MCP Server Deployment & Hosting: A Practical Guide through Docker & Kubernetes


You've built your MCP server and want to deploy it remotely or publish it as a package? This article covers your options from a DevOps viewpoint.
If you don't know what MCP servers are, see my previous articles:
In short, the Model Context Protocol (MCP) is an open standard developed by Anthropic, the creators of Claude LLM. It allows AI agents to use external tools to:
Get additional context, such as from an external API
Not only generate text but also interact with the external world, making actions possible
MCP connects an AI model to N external services.
You can also connect M models to N external services, which is for example the case when using GPT-4 for text generation, and DALL·E or Stable Diffusion for image generation.
In that case, MCP solves this MxN integration problem by reducing the complexity to M+N, where M AI models connecting to N external tools.
That’s amazing, isn’t it?
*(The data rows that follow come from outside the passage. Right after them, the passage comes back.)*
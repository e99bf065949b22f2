use serde::Serialize;

use crate::core::{BarDatum, ChartData, ChartKind, GraphData, HeatmapCell, HistogramBin, Series};

/// Point in the cross-kind representation used by composite charts.
///
/// Only `x`/`y` are always present; the optional fields carry whatever the
/// source kind had to say about the point.
#[derive(Debug, Clone, PartialEq, Serialize)]
#[serde(rename_all = "camelCase")]
pub struct UnifiedPoint {
    pub x: f64,
    pub y: f64,
    #[serde(skip_serializing_if = "Option::is_none")]
    pub size: Option<f64>,
    #[serde(skip_serializing_if = "Option::is_none")]
    pub label: Option<String>,
    #[serde(skip_serializing_if = "Option::is_none")]
    pub bin_start: Option<f64>,
    #[serde(skip_serializing_if = "Option::is_none")]
    pub bin_end: Option<f64>,
    #[serde(skip_serializing_if = "Option::is_none")]
    pub value: Option<f64>,
}

impl UnifiedPoint {
    #[must_use]
    pub fn new(x: f64, y: f64) -> Self {
        Self {
            x,
            y,
            size: None,
            label: None,
            bin_start: None,
            bin_end: None,
            value: None,
        }
    }
}

#[derive(Debug, Clone, PartialEq, Serialize)]
#[serde(untagged)]
pub enum UnifiedData {
    Points(Vec<UnifiedPoint>),
    /// Graphs have no x/y reading and travel unchanged.
    Graph(GraphData),
}

/// One render-type tagged series of a composite chart.
#[derive(Debug, Clone, PartialEq, Serialize)]
#[serde(rename_all = "camelCase")]
pub struct UnifiedSeries {
    pub name: String,
    pub render_type: ChartKind,
    pub data: UnifiedData,
}

impl UnifiedSeries {
    #[must_use]
    pub fn points(&self) -> Option<&[UnifiedPoint]> {
        match &self.data {
            UnifiedData::Points(points) => Some(points),
            UnifiedData::Graph(_) => None,
        }
    }
}

/// Maps any chart payload into render-type tagged series.
///
/// Bars become one series indexed by ordinal position, line/scatter series
/// pass through with their tag, a histogram becomes one series of bin
/// midpoints, composite series are copied as they are.
#[must_use]
pub fn to_unified_series(data: &ChartData) -> Vec<UnifiedSeries> {
    match data {
        ChartData::Bar(bars) => vec![unify_bars(bars)],
        ChartData::Line(series) => unify_series(series, ChartKind::Line),
        ChartData::Scatter(series) => unify_series(series, ChartKind::Scatter),
        ChartData::Histogram(bins) => vec![unify_histogram(bins)],
        ChartData::Heatmap(cells) => vec![unify_heatmap(cells)],
        ChartData::Graph(graph) => vec![UnifiedSeries {
            name: String::new(),
            render_type: ChartKind::Graph,
            data: UnifiedData::Graph(graph.clone()),
        }],
        ChartData::Composite(series) => series.clone(),
    }
}

fn unify_bars(bars: &[BarDatum]) -> UnifiedSeries {
    let points = bars
        .iter()
        .enumerate()
        .map(|(index, bar)| UnifiedPoint {
            label: Some(bar.label.clone()),
            ..UnifiedPoint::new(index as f64, bar.value)
        })
        .collect();
    UnifiedSeries {
        name: String::new(),
        render_type: ChartKind::Bar,
        data: UnifiedData::Points(points),
    }
}

fn unify_series(series: &[Series], kind: ChartKind) -> Vec<UnifiedSeries> {
    series
        .iter()
        .map(|series| UnifiedSeries {
            name: series.name.clone(),
            render_type: kind,
            data: UnifiedData::Points(
                series
                    .data
                    .iter()
                    .map(|point| UnifiedPoint {
                        size: point.size,
                        label: point.label.clone(),
                        ..UnifiedPoint::new(point.x, point.y)
                    })
                    .collect(),
            ),
        })
        .collect()
}

fn unify_histogram(bins: &[HistogramBin]) -> UnifiedSeries {
    let points = bins
        .iter()
        .map(|bin| UnifiedPoint {
            bin_start: Some(bin.bin_start),
            bin_end: Some(bin.bin_end),
            ..UnifiedPoint::new(bin.midpoint(), bin.count as f64)
        })
        .collect();
    UnifiedSeries {
        name: String::new(),
        render_type: ChartKind::Histogram,
        data: UnifiedData::Points(points),
    }
}

fn unify_heatmap(cells: &[HeatmapCell]) -> UnifiedSeries {
    let points = cells
        .iter()
        .map(|cell| UnifiedPoint {
            label: cell.text.clone(),
            value: Some(cell.value),
            ..UnifiedPoint::new(f64::from(cell.x), f64::from(cell.y))
        })
        .collect();
    UnifiedSeries {
        name: String::new(),
        render_type: ChartKind::Heatmap,
        data: UnifiedData::Points(points),
    }
}
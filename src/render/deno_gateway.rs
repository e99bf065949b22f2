use std::path::PathBuf;
use std::process::Command;

use tracing::{debug, info};

use crate::api::{
    ChartOptions, LayoutRequest, LayoutResponse, RasterOptions, RasterRequest, RasterResponse,
    RenderRequest,
};
use crate::core::{ChartData, ChartKind};
use crate::error::{ChartError, ChartResult};
use crate::render::process::run_with_timeout;
use crate::render::{GatewayConfig, RenderGateway};

pub const LAYOUT_SCRIPT: &str = "ChartComposer.ts";
pub const RASTERIZE_SCRIPT: &str = "Rasterize.ts";

#[must_use]
pub const fn script_for_kind(kind: ChartKind) -> &'static str {
    match kind {
        ChartKind::Bar => "BarChart.ts",
        ChartKind::Line => "LineChart.ts",
        ChartKind::Scatter => "ScatterChart.ts",
        ChartKind::Histogram => "HistogramChart.ts",
        ChartKind::Heatmap => "HeatmapChart.ts",
        ChartKind::Graph => "GraphChart.ts",
        ChartKind::Composite => "CompositeChart.ts",
    }
}

/// Gateway that runs one chart script per call in a script runtime
/// subprocess (Deno by default).
///
/// Chart scripts receive the render request as their last argument and print
/// the SVG on stdout; requests larger than
/// [`GatewayConfig::max_argv_payload`] are written to stdin instead, with no
/// argument. The layout and rasterize scripts always read their request from
/// stdin and print a JSON envelope.
#[derive(Debug, Clone)]
pub struct DenoGateway {
    config: GatewayConfig,
    scripts_dir: PathBuf,
}

impl DenoGateway {
    /// Probes the runtime and locates the scripts directory.
    pub fn new(config: GatewayConfig) -> ChartResult<Self> {
        config.validate()?;

        let mut probe = Command::new(&config.runtime);
        probe.args(&config.probe_args);
        let output = run_with_timeout(probe, None, config.probe_timeout, "runtime probe")
            .map_err(|e| match e {
                ChartError::RenderTimeout { .. } => ChartError::GatewayUnavailable(format!(
                    "runtime {} is not responding",
                    config.runtime.display()
                )),
                other => other,
            })?;
        if !output.status.success() {
            return Err(ChartError::GatewayUnavailable(format!(
                "runtime {} failed its availability probe ({})",
                config.runtime.display(),
                output.status
            )));
        }

        let scripts_dir = config.resolve_scripts_dir()?;
        // Commands run inside the scripts dir, so the script path must not be relative.
        let scripts_dir = std::path::absolute(&scripts_dir).map_err(|e| {
            ChartError::GatewayUnavailable(format!(
                "cannot resolve chart scripts directory {}: {e}",
                scripts_dir.display()
            ))
        })?;
        info!(
            runtime = %config.runtime.display(),
            version = output.stdout.lines().next().unwrap_or_default(),
            scripts_dir = %scripts_dir.display(),
            "chart gateway ready"
        );
        Ok(Self {
            config,
            scripts_dir,
        })
    }

    #[must_use]
    pub fn config(&self) -> &GatewayConfig {
        &self.config
    }

    #[must_use]
    pub fn scripts_dir(&self) -> &std::path::Path {
        &self.scripts_dir
    }

    fn command(&self, script: &str) -> ChartResult<Command> {
        let script_path = self.scripts_dir.join(script);
        if !script_path.is_file() {
            return Err(ChartError::GatewayUnavailable(format!(
                "chart script not found: {}",
                script_path.display()
            )));
        }
        let mut command = Command::new(&self.config.runtime);
        command
            .args(&self.config.runtime_args)
            .arg(script_path)
            .current_dir(&self.scripts_dir);
        Ok(command)
    }
}

impl RenderGateway for DenoGateway {
    fn render(
        &self,
        kind: ChartKind,
        data: &ChartData,
        options: &ChartOptions,
    ) -> ChartResult<String> {
        if data.kind() != kind {
            return Err(ChartError::validation(format!(
                "render requested as {kind} but data is {}",
                data.kind()
            )));
        }
        let script = script_for_kind(kind);
        let payload = RenderRequest { data, options }.to_json()?;
        let via_stdin = payload.len() > self.config.max_argv_payload;
        debug!(%kind, script, payload_bytes = payload.len(), via_stdin, "invoking chart script");

        let mut command = self.command(script)?;
        let stdin_payload = if via_stdin {
            Some(payload.into_bytes())
        } else {
            command.arg(payload);
            None
        };
        let operation = format!("chart script {script}");
        run_with_timeout(command, stdin_payload, self.config.timeout, &operation)?
            .into_stdout(&operation)
    }

    fn layout(&self, request: &LayoutRequest<'_>) -> ChartResult<LayoutResponse> {
        let payload = request.to_json()?;
        debug!(
            operation = request.operation.as_str(),
            payload_bytes = payload.len(),
            "invoking layout script"
        );
        let command = self.command(LAYOUT_SCRIPT)?;
        let stdout = run_with_timeout(
            command,
            Some(payload.into_bytes()),
            self.config.timeout,
            "chart layout",
        )?
        .into_stdout("chart layout")?;
        LayoutResponse::from_json_str(&stdout)
    }

    fn rasterize(&self, svg: &str, options: RasterOptions) -> ChartResult<Vec<u8>> {
        options.validate()?;
        let payload = RasterRequest { svg, options }.to_json()?;
        debug!(?options, svg_bytes = svg.len(), "invoking rasterize script");
        let command = self.command(RASTERIZE_SCRIPT)?;
        let stdout = run_with_timeout(
            command,
            Some(payload.into_bytes()),
            self.config.timeout,
            "rasterize",
        )?
        .into_stdout("rasterize")?;
        RasterResponse::from_json_str(&stdout)?.into_png_bytes()
    }
}
use std::path::PathBuf;

use thiserror::Error;

pub type ChartResult<T> = Result<T, ChartError>;

#[derive(Debug, Error)]
pub enum ChartError {
    /// Malformed or mismatched caller input.
    #[error("validation error: {0}")]
    Validation(String),

    /// Composition operator preconditions were violated.
    #[error("composition error: {0}")]
    Composition(String),

    #[error("rendering gateway unavailable: {0}")]
    GatewayUnavailable(String),

    #[error("{operation} timed out after {timeout_ms} ms")]
    RenderTimeout { operation: String, timeout_ms: u128 },

    /// The external tool ran but did not produce a usable result.
    #[error("render failed: {0}")]
    RenderFailure(String),

    #[error("export failed: {0}")]
    Export(String),

    #[error("export failed writing {}: {source}", path.display())]
    Io {
        path: PathBuf,
        #[source]
        source: std::io::Error,
    },
}

impl ChartError {
    pub(crate) fn validation(message: impl Into<String>) -> Self {
        Self::Validation(message.into())
    }

    pub(crate) fn composition(message: impl Into<String>) -> Self {
        Self::Composition(message.into())
    }
}
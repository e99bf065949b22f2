//! Convenience constructors that normalize array-like input into charts.
//!
//! Every scalar goes through [`ScalarExtractable`] and must be finite; every
//! label goes through `Display`. Paired arrays of different lengths are
//! rejected with a validation error naming both arrays.

use std::fmt::Display;

use tracing::debug;

use crate::api::{Chart, ChartConfig};
use crate::core::primitives::ensure_same_length;
use crate::core::{
    BarDatum, BinSpec, ChartData, Edge, GraphData, Node, ScalarExtractable, Series, SeriesPoint,
    build_histogram, cells_from_matrix, finite_scalars,
};
use crate::error::{ChartError, ChartResult};
use crate::render::{GraphLayoutEngine, apply_graph_layout};

/// Layout the renderer applies to graphs without precomputed coordinates.
pub const DEFAULT_GRAPH_LAYOUT: &str = "reverse";
/// Layout tag for graphs whose coordinates were computed up front.
pub const FIXED_GRAPH_LAYOUT: &str = "fixed";

/// One array or several parallel arrays, one per series.
#[derive(Debug, Clone, PartialEq)]
pub enum ArrayInput<T> {
    Flat(Vec<T>),
    Nested(Vec<Vec<T>>),
}

impl<T> ArrayInput<T> {
    #[must_use]
    pub fn nested(arrays: Vec<Vec<T>>) -> Self {
        ArrayInput::Nested(arrays)
    }

    #[must_use]
    pub fn is_multi_series(&self) -> bool {
        matches!(self, ArrayInput::Nested(_))
    }
}

impl<T> From<Vec<T>> for ArrayInput<T> {
    fn from(values: Vec<T>) -> Self {
        ArrayInput::Flat(values)
    }
}

impl<T: Clone> From<&[T]> for ArrayInput<T> {
    fn from(values: &[T]) -> Self {
        ArrayInput::Flat(values.to_vec())
    }
}

impl<T, const N: usize> From<[T; N]> for ArrayInput<T> {
    fn from(values: [T; N]) -> Self {
        ArrayInput::Flat(values.into())
    }
}

/// Bar chart with one bar per category, in input order.
pub fn bar<L, V>(categories: &[L], values: &[V], config: ChartConfig) -> ChartResult<Chart>
where
    L: Display,
    V: ScalarExtractable,
{
    ensure_same_length("categories", categories.len(), "values", values.len())?;
    ensure_non_empty("values", values.len())?;

    let values = finite_scalars(values, "values")?;
    let bars = categories
        .iter()
        .zip(values)
        .map(|(category, value)| BarDatum::new(category.to_string(), value))
        .collect::<Vec<_>>();
    debug!(bars = bars.len(), "normalized bar input");
    Chart::new(ChartData::Bar(bars), config.into_options()?)
}

/// Line chart.
///
/// Without `y`, `x` holds the y values and x becomes `0..n`. Nested input
/// yields one series per inner array; labels shorter than the series list
/// are padded with empty names.
pub fn line<T: ScalarExtractable>(
    x: impl Into<ArrayInput<T>>,
    y: Option<ArrayInput<T>>,
    labels: &[&str],
    config: ChartConfig,
) -> ChartResult<Chart> {
    let series = normalize_series(x.into(), y, labels)?;
    Chart::new(ChartData::Line(series), config.into_options()?)
}

/// Scatter chart over paired x/y input, flat or nested like [`line`].
pub fn scatter<T: ScalarExtractable>(
    x: impl Into<ArrayInput<T>>,
    y: impl Into<ArrayInput<T>>,
    labels: &[&str],
    config: ChartConfig,
) -> ChartResult<Chart> {
    let series = normalize_series(x.into(), Some(y.into()), labels)?;
    Chart::new(ChartData::Scatter(series), config.into_options()?)
}

/// Single-series scatter chart with a per-point size.
pub fn scatter_sized<T, S>(
    x: &[T],
    y: &[T],
    size: &[S],
    label: Option<&str>,
    config: ChartConfig,
) -> ChartResult<Chart>
where
    T: ScalarExtractable,
    S: ScalarExtractable,
{
    ensure_same_length("x", x.len(), "y", y.len())?;
    ensure_same_length("size", size.len(), "x", x.len())?;
    ensure_non_empty("x", x.len())?;

    let xs = finite_scalars(x, "x")?;
    let ys = finite_scalars(y, "y")?;
    let sizes = finite_scalars(size, "size")?;
    let points = xs
        .into_iter()
        .zip(ys)
        .zip(sizes)
        .map(|((x, y), size)| SeriesPoint::new(x, y).with_size(size))
        .collect();
    let series = Series::new(label.unwrap_or_default(), points);
    Chart::new(ChartData::Scatter(vec![series]), config.into_options()?)
}

/// Histogram of `values` binned per `bins`.
pub fn hist<T: ScalarExtractable>(
    values: &[T],
    bins: impl Into<BinSpec>,
    config: ChartConfig,
) -> ChartResult<Chart> {
    ensure_non_empty("values", values.len())?;
    let values = finite_scalars(values, "values")?;
    let bins = build_histogram(&values, &bins.into())?;
    debug!(values = values.len(), bins = bins.len(), "binned histogram input");
    Chart::new(ChartData::Histogram(bins), config.into_options()?)
}

/// Heatmap from a row-major matrix, with optional per-cell text.
pub fn heatmap<T: ScalarExtractable>(
    matrix: &[Vec<T>],
    text: Option<&[Vec<String>]>,
    config: ChartConfig,
) -> ChartResult<Chart> {
    let rows = matrix
        .iter()
        .enumerate()
        .map(|(row, values)| finite_scalars(values, &format!("matrix[{row}]")))
        .collect::<ChartResult<Vec<_>>>()?;
    let cells = cells_from_matrix(&rows, text)?;
    Chart::new(ChartData::Heatmap(cells), config.into_options()?)
}

/// Graph chart. Edge endpoints are checked against the node ids here, before
/// any renderer is involved.
pub fn graph(
    nodes: Vec<Node>,
    edges: Vec<Edge>,
    layout: Option<&str>,
    config: ChartConfig,
) -> ChartResult<Chart> {
    let graph = GraphData::new(nodes, edges)?;
    let mut options = config.into_options()?;
    options.layout = Some(layout.unwrap_or(DEFAULT_GRAPH_LAYOUT).to_owned());
    Chart::new(ChartData::Graph(graph), options)
}

/// Graph chart whose node coordinates come from `engine`.
pub fn graph_with_layout(
    nodes: Vec<Node>,
    edges: Vec<Edge>,
    engine: &dyn GraphLayoutEngine,
    config: ChartConfig,
) -> ChartResult<Chart> {
    let mut graph = GraphData::new(nodes, edges)?;
    let placed = apply_graph_layout(&mut graph, engine)?;
    debug!(placed, nodes = graph.nodes().len(), "applied graph layout");
    let mut options = config.into_options()?;
    options.layout = Some(FIXED_GRAPH_LAYOUT.to_owned());
    Chart::new(ChartData::Graph(graph), options)
}

fn normalize_series<T: ScalarExtractable>(
    x: ArrayInput<T>,
    y: Option<ArrayInput<T>>,
    labels: &[&str],
) -> ChartResult<Vec<Series>> {
    let pairs = match (x, y) {
        (ArrayInput::Flat(ys), None) => vec![(None, ys)],
        (ArrayInput::Nested(ys), None) => ys.into_iter().map(|ys| (None, ys)).collect(),
        (ArrayInput::Flat(xs), Some(ArrayInput::Flat(ys))) => vec![(Some(xs), ys)],
        (ArrayInput::Nested(xs), Some(ArrayInput::Nested(ys))) => {
            ensure_same_length("x series", xs.len(), "y series", ys.len())?;
            xs.into_iter().map(Some).zip(ys).collect()
        }
        (ArrayInput::Flat(_), Some(ArrayInput::Nested(_)))
        | (ArrayInput::Nested(_), Some(ArrayInput::Flat(_))) => {
            return Err(ChartError::validation(
                "`x` and `y` must both be single arrays or both be arrays of series",
            ));
        }
    };
    ensure_non_empty("series", pairs.len())?;

    let names = pad_labels(labels, pairs.len());
    let mut series = Vec::with_capacity(pairs.len());
    for (index, ((xs, ys), name)) in pairs.into_iter().zip(names).enumerate() {
        let y_name = format!("y[{index}]");
        ensure_non_empty(&y_name, ys.len())?;
        let ys = finite_scalars(&ys, &y_name)?;
        let xs = match xs {
            Some(xs) => {
                let x_name = format!("x[{index}]");
                ensure_same_length(&x_name, xs.len(), &y_name, ys.len())?;
                finite_scalars(&xs, &x_name)?
            }
            None => (0..ys.len()).map(|i| i as f64).collect(),
        };
        series.push(Series::from_xy(name, &xs, &ys));
    }
    debug!(series = series.len(), "normalized series input");
    Ok(series)
}

/// One name per series: given labels first, then empty names. Extra labels
/// are kept out of the chart but never rejected.
fn pad_labels(labels: &[&str], series_count: usize) -> Vec<String> {
    (0..series_count)
        .map(|index| labels.get(index).copied().unwrap_or_default().to_owned())
        .collect()
}

fn ensure_non_empty(name: &str, len: usize) -> ChartResult<()> {
    if len == 0 {
        return Err(ChartError::validation(format!("`{name}` must not be empty")));
    }
    Ok(())
}
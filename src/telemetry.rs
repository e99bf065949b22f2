//! Opt-in tracing setup for applications embedding `chart-bridge`.
//!
//! Gateway subprocess calls, render-cache hits and composition decisions are
//! emitted as `tracing` events under the `chart_bridge` target. Hosts that
//! already install a subscriber can ignore this module entirely.

/// Filter used when `RUST_LOG` is unset.
pub const DEFAULT_FILTER: &str = "chart_bridge=info";

/// Installs a compact `fmt` subscriber filtered by `RUST_LOG`, falling back to
/// [`DEFAULT_FILTER`].
///
/// Returns `false` when the `telemetry` feature is disabled or a global
/// subscriber is already installed.
#[must_use]
pub fn init_default_tracing() -> bool {
    init_tracing_with_fallback(DEFAULT_FILTER)
}

/// Same as [`init_default_tracing`] with a caller-chosen fallback directive,
/// e.g. `"chart_bridge=trace"` to see every gateway payload size.
#[must_use]
pub fn init_tracing_with_fallback(fallback_directive: &str) -> bool {
    #[cfg(feature = "telemetry")]
    {
        let filter = tracing_subscriber::EnvFilter::try_from_default_env()
            .unwrap_or_else(|_| tracing_subscriber::EnvFilter::new(fallback_directive));
        return tracing_subscriber::fmt()
            .with_env_filter(filter)
            .with_target(true)
            .compact()
            .try_init()
            .is_ok();
    }

    #[cfg(not(feature = "telemetry"))]
    {
        let _ = fallback_directive;
        false
    }
}
use std::fmt;

use serde::{Deserialize, Serialize};

use crate::error::{ChartError, ChartResult};

/// Chart families understood by the rendering gateway.
#[derive(Debug, Clone, Copy, PartialEq, Eq, Hash, Serialize, Deserialize)]
#[serde(rename_all = "lowercase")]
pub enum ChartKind {
    Bar,
    Line,
    Scatter,
    Histogram,
    Heatmap,
    Graph,
    Composite,
}

impl ChartKind {
    pub const ALL: [ChartKind; 7] = [
        ChartKind::Bar,
        ChartKind::Line,
        ChartKind::Scatter,
        ChartKind::Histogram,
        ChartKind::Heatmap,
        ChartKind::Graph,
        ChartKind::Composite,
    ];

    #[must_use]
    pub const fn as_str(self) -> &'static str {
        match self {
            ChartKind::Bar => "bar",
            ChartKind::Line => "line",
            ChartKind::Scatter => "scatter",
            ChartKind::Histogram => "histogram",
            ChartKind::Heatmap => "heatmap",
            ChartKind::Graph => "graph",
            ChartKind::Composite => "composite",
        }
    }

    /// Kinds whose native data is already a list of x/y series.
    #[must_use]
    pub const fn is_series_kind(self) -> bool {
        matches!(self, ChartKind::Line | ChartKind::Scatter)
    }
}

impl fmt::Display for ChartKind {
    fn fmt(&self, f: &mut fmt::Formatter<'_>) -> fmt::Result {
        f.write_str(self.as_str())
    }
}

/// Pixel size of a rendered chart.
#[derive(Debug, Clone, Copy, PartialEq, Eq, Serialize, Deserialize)]
pub struct Dimensions {
    pub width: u32,
    pub height: u32,
}

impl Dimensions {
    pub fn new(width: u32, height: u32) -> ChartResult<Self> {
        if width == 0 || height == 0 {
            return Err(ChartError::validation(format!(
                "dimensions must be positive: width={width}, height={height}"
            )));
        }
        Ok(Self { width, height })
    }
}

/// Componentwise max where an unset side yields to a set one.
#[must_use]
pub fn max_dimension(first: Option<u32>, second: Option<u32>) -> Option<u32> {
    match (first, second) {
        (Some(a), Some(b)) => Some(a.max(b)),
        (Some(a), None) | (None, Some(a)) => Some(a),
        (None, None) => None,
    }
}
Well depends if you successfully host your MCP servers or if they remain in the unused shadows.
We’ll go through the following deployment approaches:
Local hosting: Clone MCP servers on your machine and reference their entrypoint in your IDE’s MCP configuration file.
Remote hosting: Deploy your MCP server to cloud platforms as serverless or long-lived apps.
We’ll go through serverless limitations for that use case.
This makes your server accessible from anywhere with a public URL → perfect for team collaboration.Containerization & Kubernetes: For scalability purposes, you can host your MCP remotely on a Kubernetes cluster. We’ll see how to package your MCP server as a Docker container and deploy it.
Packaging as libraries: Publish your MCP server as a Python or npm package.
This is the easiest method if you want a privacy-first approach while still making it easy for others to install and use your tools.
Deployment Options
1. Local Hosting
You can reference your Python/JS MCP server entrypoint in your IDE's MCP configuration file.
Here is an exemple Claude Desktop configuration file:
// claude_desktop_config.json
{
"mcpServers": {
// For a Python MCP server, run with 'uv' or 'poetry'
"MyPythonMCP": {
"command": "uv",
"args": [
"--directory",
"/path/to/your/server/directory",
"run",
"server.py"
]
},
// For a JavaScript MCP server, run with 'node'
"MyJavaScriptMCP": {
"command": "node",
"args": [
"/path/to/your/server/index.js"
]
}
}
}
I recommend containerizing your MCP server so that others can run it securely with limited access to the filesystem, CPU, and memory. People should not run your Python/JS MCP server without caution; add safeguards by user Docker. We’ll see how to do that in the steps below.
2. Remote Hosting
A remote MCP can be deployed as any other web service. Two transport protocols are usually used: Server-Sent Events (SSE) and Streamable HTTP. SSE is legacy and must be replaced by Streamable HTTP.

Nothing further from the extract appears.